For many years, we have had a resident snowshoe hare in our neighbourhood. It’s presence is mostly detectable in the winter months. First thing in the morning there are a new set of tracks in the backyard. The route it follows seems consistent. First a visit to the area under the bird feeders, then down to the spruce tree at the end corner of the yard, and finally along the fence to the front yard, and leaving to explore the neighbouring yards.

Saturday, October 3, 2009

Crow Migration

Crow migration has always been of interest to me. Crows are much maligned for some of their nasty behaviors. Crows are aggressive, noisy and rob other bird nests often flying off with hatchlings dangling from their beaks. As a result many people find crows obnoxious and tend to ingnore them if they can.

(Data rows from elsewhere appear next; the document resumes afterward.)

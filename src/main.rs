#![allow(dead_code, unused)]
use axum::middleware::from_fn;
use axum::Extension;
use axum::Router;
use dotenvy::dotenv;
use sqlx::{postgres::PgPoolOptions, PgPool};
use std::net::SocketAddr;
use std::time::Duration;
use tokio::net::TcpListener;
use tokio::signal;
use tokio::sync::broadcast;
use tokio_util::sync::CancellationToken;
use tower_http::cors::CorsLayer;
use tracing_subscriber::fmt::writer::MakeWriterExt;
use utoipa::OpenApi;
use utoipa_rapidoc::RapiDoc;
use utoipa_swagger_ui::SwaggerUi;

mod api;
mod background;
mod config;
mod db;
mod middleware;
mod utils;

use crate::api::auth::AuthDoc;
use crate::config::Config;
use crate::db::queries::change_request::ChangeRequestDoc;
use crate::db::queries::lesson::LessonDoc;
use crate::db::queries::lesson_request::RequestDoc;
use crate::db::queries::notification::NotificationDoc;
use crate::db::queries::review::ReviewDoc;
use crate::db::queries::schedule::ScheduleDoc;
use crate::db::queries::subject::SubjectDoc;
use crate::db::queries::user::UserDoc;
use crate::middleware::auth::{create_subject_cache, jwt_middleware};

#[tokio::main]
async fn main() {
    dotenv().ok();
    Config::init();

    std::fs::create_dir_all("logs").expect("Failed to create logs directory");

    let file_appender = tracing_appender::rolling::daily("logs", "app.log");
    let (non_blocking, _guard) = tracing_appender::non_blocking(file_appender);

    tracing_subscriber::fmt()
        .with_max_level(tracing::Level::INFO)
        .with_target(true)
        .with_writer(non_blocking.and(std::io::stdout))
        .init();

    let subject_cache = create_subject_cache();
    let database_url = std::env::var("DATABASE_URL").expect("DATABASE_URL must be set");
    let pool = PgPoolOptions::new()
        .max_connections(10)
        .min_connections(2)
        .idle_timeout(Duration::from_secs(30))
        .connect(&database_url)
        .await
        .expect("Failed to connect to the database");

    let merged_doc = AuthDoc::openapi()
        .merge_from(RequestDoc::openapi())
        .merge_from(LessonDoc::openapi())
        .merge_from(ChangeRequestDoc::openapi())
        .merge_from(ScheduleDoc::openapi())
        .merge_from(ReviewDoc::openapi())
        .merge_from(NotificationDoc::openapi())
        .merge_from(UserDoc::openapi())
        .merge_from(SubjectDoc::openapi());

    // Public routes
    let public_routes = Router::new().merge(api::auth::auth_routes());

    // Private routes
    let private_routes = Router::new()
        .merge(api::lesson_request::request_routes())
        .merge(api::lesson::lesson_routes())
        .merge(api::change_request::change_request_routes())
        .merge(api::schedule::schedule_routes())
        .merge(api::review::review_routes())
        .merge(api::notification::notification_routes())
        .merge(api::user::user_routes())
        .merge(api::subject::subject_routes())
        .route_layer(from_fn(jwt_middleware));

    let app = Router::new()
        .merge(api::health::health_routes())
        .merge(public_routes)
        .merge(private_routes)
        .merge(
            SwaggerUi::new("/swagger")
                .url("/api-docs/openapi.json", merged_doc.clone())
        )
        .merge(
            RapiDoc::with_openapi("/api-docs/rapidoc.json", merged_doc)
                .path("/rapidoc")
        )
        .layer(CorsLayer::permissive())
        .layer(Extension(subject_cache.clone()))
        .with_state(pool.clone());

    let (shutdown_tx, shutdown_rx) = broadcast::channel::<()>(1);
    let sweep_cancel = CancellationToken::new();

    let sweeper_task = tokio::spawn(background::auto_complete::run(
        pool.clone(),
        sweep_cancel.clone(),
    ));

    let server_task = tokio::spawn(run_server(
        app,
        shutdown_tx.clone(),
        pool.clone(),
        sweep_cancel.clone(),
    ));

    server_task.await.ok();
    sweeper_task.await.ok();
    println!("Shutdown complete.");
}

async fn shutdown_signal(
    mut shutdown_rx: broadcast::Receiver<()>,
    pool: PgPool,
    sweep_cancel: CancellationToken,
) {
    tokio::select! {
        _ = signal::ctrl_c() => println!("Received Ctrl+C, shutting down..."),
        _ = shutdown_rx.recv() => println!("Received shutdown signal."),
    }
    sweep_cancel.cancel();
    println!("🛠️ Closing database pool...");
    pool.close().await;
    println!("✅ Database pool closed. Server shutting down.");
}

async fn run_server(
    app: Router,
    shutdown_tx: broadcast::Sender<()>,
    pool: PgPool,
    sweep_cancel: CancellationToken,
) {
    let addr = SocketAddr::from(([127, 0, 0, 1], 3000));
    println!("Server running at http://{}", addr);

    let listener = TcpListener::bind(&addr).await.expect("Failed to bind listener");

    let shutdown_signal = shutdown_signal(shutdown_tx.subscribe(), pool.clone(), sweep_cancel);

    axum::serve(listener, app)
        .with_graceful_shutdown(shutdown_signal)
        .await
        .expect("Server encountered an error");
}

However, to me , the migration is quite spectacular. For starters, the vast numbers are impressive. At Red Deer in the evening a straggly line of crows fly from a south easterly direction all evening. There is much cawing and vigorous haphazard type of flying. As this procession carries on for hours, I sometimes think that they are flying a continuous route where they fly around a triangle of 20km or so. What do you think of this idea?

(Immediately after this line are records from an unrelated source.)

use crate::db::queries::schedule::{block_time_slots, delete_time_slot, get_schedule};
use axum::{
    routing::{delete, get, post},
    Router,
};
use sqlx::PgPool;

pub fn schedule_routes() -> Router<PgPool> {
    Router::new()
        .route("/schedule/slots", post(block_time_slots))
        .route("/schedule/slots/{slot_id}", delete(delete_time_slot))
        .route("/schedule/{tutor_id}", get(get_schedule))
}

The next morning with the first light the crows begin flying again. This time they move south east. They are absent during the day as they have probably found fields which are a rich source of food . This process carries on throughout September. In the last few days of September the numbers suddenly dwindle as they have started their migration south. A few stragglers remain for a week or so . This morning at 6:30 AM a few crows could be heard. There was very little light at this time and I could not see the crows.

Many may people may choose to ignore the crows, but I find they put on a spectacular display of fall migrating behavior.